Depuis le 7 juin 2026, le président du Cameroun, Paul Biya, a quitté Yaoundé pour un séjour initialement présenté comme une escapade privée. Pourtant, ce départ s’est transformé en une absence prolongée de 66 jours, laissant le pays et la région de la CEMAC dans une incertitude politique persistante.
Alors que les semaines s’écoulent, le mutisme officiel autour de cette situation alimente les spéculations et fragilise les équilibres économiques et sécuritaires de l’Afrique centrale. Les partenaires internationaux et les acteurs régionaux observent avec attention cette vacance du pouvoir, particulièrement sensible dans un contexte où la stabilité de la CEMAC est déjà mise à l’épreuve.
Les institutions camerounaises, pour leur part, peinent à fournir des explications claires, tandis que les rumeurs sur l’état de santé du chef de l’État ou les raisons réelles de son absence s’amplifient. Cette opacité prolongée soulève des questions sur la gouvernance actuelle et l’avenir immédiat du Cameroun, un pays clé de la sous-région.

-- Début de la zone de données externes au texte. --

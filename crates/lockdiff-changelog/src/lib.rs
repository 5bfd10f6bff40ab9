//! Lockdiff Changelog - Changelog parsing and release notes model
//!
//! This crate provides version range utilities, the Markdown changelog
//! parser, the release entry/collection model and its renderers.

pub mod formatter;
pub mod parser;
pub mod sections;
pub mod types;
pub mod version;

pub use formatter::{
    FormatterRegistry, JsonFormatter, MarkdownFormatter, ReleaseFormatter, SummaryFormatter,
};
pub use parser::{ChangelogParser, ParserConfig};
pub use sections::SectionKind;
pub use types::{ReleaseCollection, ReleaseEntry};
pub use version::{in_range, is_prerelease, normalize, strip_prefix, NormalizedVersion, VersionRange};
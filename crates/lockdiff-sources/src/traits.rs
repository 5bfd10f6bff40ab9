//! Release notes fetcher trait

use std::path::Path;

use lockdiff_changelog::ReleaseCollection;
use lockdiff_core::SourceKind;

use crate::types::ReleaseNotesRequest;

/// Trait for release notes sources
///
/// Implementations never fail: every problem (unsupported input, missing
/// files, network errors, undecodable payloads, incomplete changelogs) is
/// reported as `None` and logged at debug level.
#[async_trait::async_trait]
pub trait ReleaseNotesFetcher: Send + Sync {
    /// Get the fetcher name
    fn name(&self) -> &'static str;

    /// Get the source kind
    fn kind(&self) -> SourceKind;

    /// Whether this fetcher can work with the given inputs
    fn supports(&self, repository_url: Option<&str>, local_path: Option<&Path>) -> bool;

    /// Fetch release notes for the request's version range
    async fn fetch(&self, request: &ReleaseNotesRequest) -> Option<ReleaseCollection>;
}
//! CLI commands

mod init;
mod notes;
mod parse;

pub use init::InitCommand;
pub use notes::NotesCommand;
pub use parse::ParseCommand;

use std::sync::Arc;

use lockdiff_changelog::{FormatterRegistry, ReleaseCollection, ReleaseFormatter, SummaryFormatter};

use crate::cli::{Cli, OutputFormat};

/// Render a collection according to the global output format
///
/// `summary` merges all releases under `heading`; JSON output ignores both.
pub(crate) fn render(
    collection: &ReleaseCollection,
    cli: &Cli,
    summary: bool,
    heading: &str,
) -> anyhow::Result<String> {
    let registry = FormatterRegistry::new();
    let formatter: Arc<dyn ReleaseFormatter> = match (cli.format, summary) {
        (OutputFormat::Json, _) => lookup(&registry, "json")?,
        (OutputFormat::Text, true) => Arc::new(SummaryFormatter::new().with_heading(heading)),
        (OutputFormat::Text, false) => lookup(&registry, "markdown")?,
    };
    Ok(formatter.format(collection))
}

fn lookup(registry: &FormatterRegistry, name: &str) -> anyhow::Result<Arc<dyn ReleaseFormatter>> {
    registry
        .get(name)
        .ok_or_else(|| anyhow::anyhow!("Unknown formatter: {}", name))
}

Une situation inédite qui interroge la résilience institutionnelle
L’absence prolongée de Paul Biya, figure politique incontournable depuis des décennies, met en lumière les limites du système institutionnel camerounais. En effet, bien que des mécanismes de transition soient théoriquement prévus, leur activation reste floue, voire inexistante. Cette dépendance à une seule personne expose le pays à des risques de déstabilisation, notamment dans un contexte où la CEMAC doit faire face à des défis économiques et sécuritaires majeurs.
Les analystes soulignent que cette situation révèle la fragilité des structures de gouvernance et interroge la capacité du Cameroun à garantir une continuité politique en l’absence de son dirigeant historique. Les partenaires régionaux, conscients de cette vulnérabilité, multiplient les appels à la transparence, tout en redoutant un scénario de crise institutionnelle.
CEMAC : un équilibre régional fragilisé
La Communauté Économique et Monétaire de l’Afrique Centrale (CEMAC) repose en grande partie sur la stabilité des pays membres, dont le Cameroun est l’un des piliers. Avec une absence prolongée de Paul Biya, les spéculations sur un possible affaiblissement de la zone monétaire commune s’intensifient. Les investisseurs et les acteurs économiques s’interrogent sur la capacité des institutions régionales à absorber ce choc sans conséquences majeures.
Les marchés financiers africains, déjà sensibles aux incertitudes politiques, pourraient subir des répercussions si cette situation persiste. Les observateurs rappellent que la CEMAC a déjà connu des tensions par le passé, mais l’absence actuelle d’un leadership clair à Yaoundé aggrave les risques de ralentissement économique dans une région déjà fragilisée.
Les enjeux d’une gouvernance transparente
Cette absence prolongée soulève une question centrale : comment assurer une gouvernance transparente dans un système où le pouvoir est concentré entre les mains d’un seul dirigeant ? Les Camerounais et les partenaires internationaux attendent des réponses claires sur l’état de santé de Paul Biya et les mesures mises en place pour garantir la continuité de l’État.
Les appels à une communication officielle plus transparente se multiplient, alors que le silence persistant renforce les craintes d’une crise politique. Dans un pays où l’information est souvent contrôlée, cette situation inédite pourrait, à terme, fragiliser encore davantage la confiance des citoyens et des investisseurs.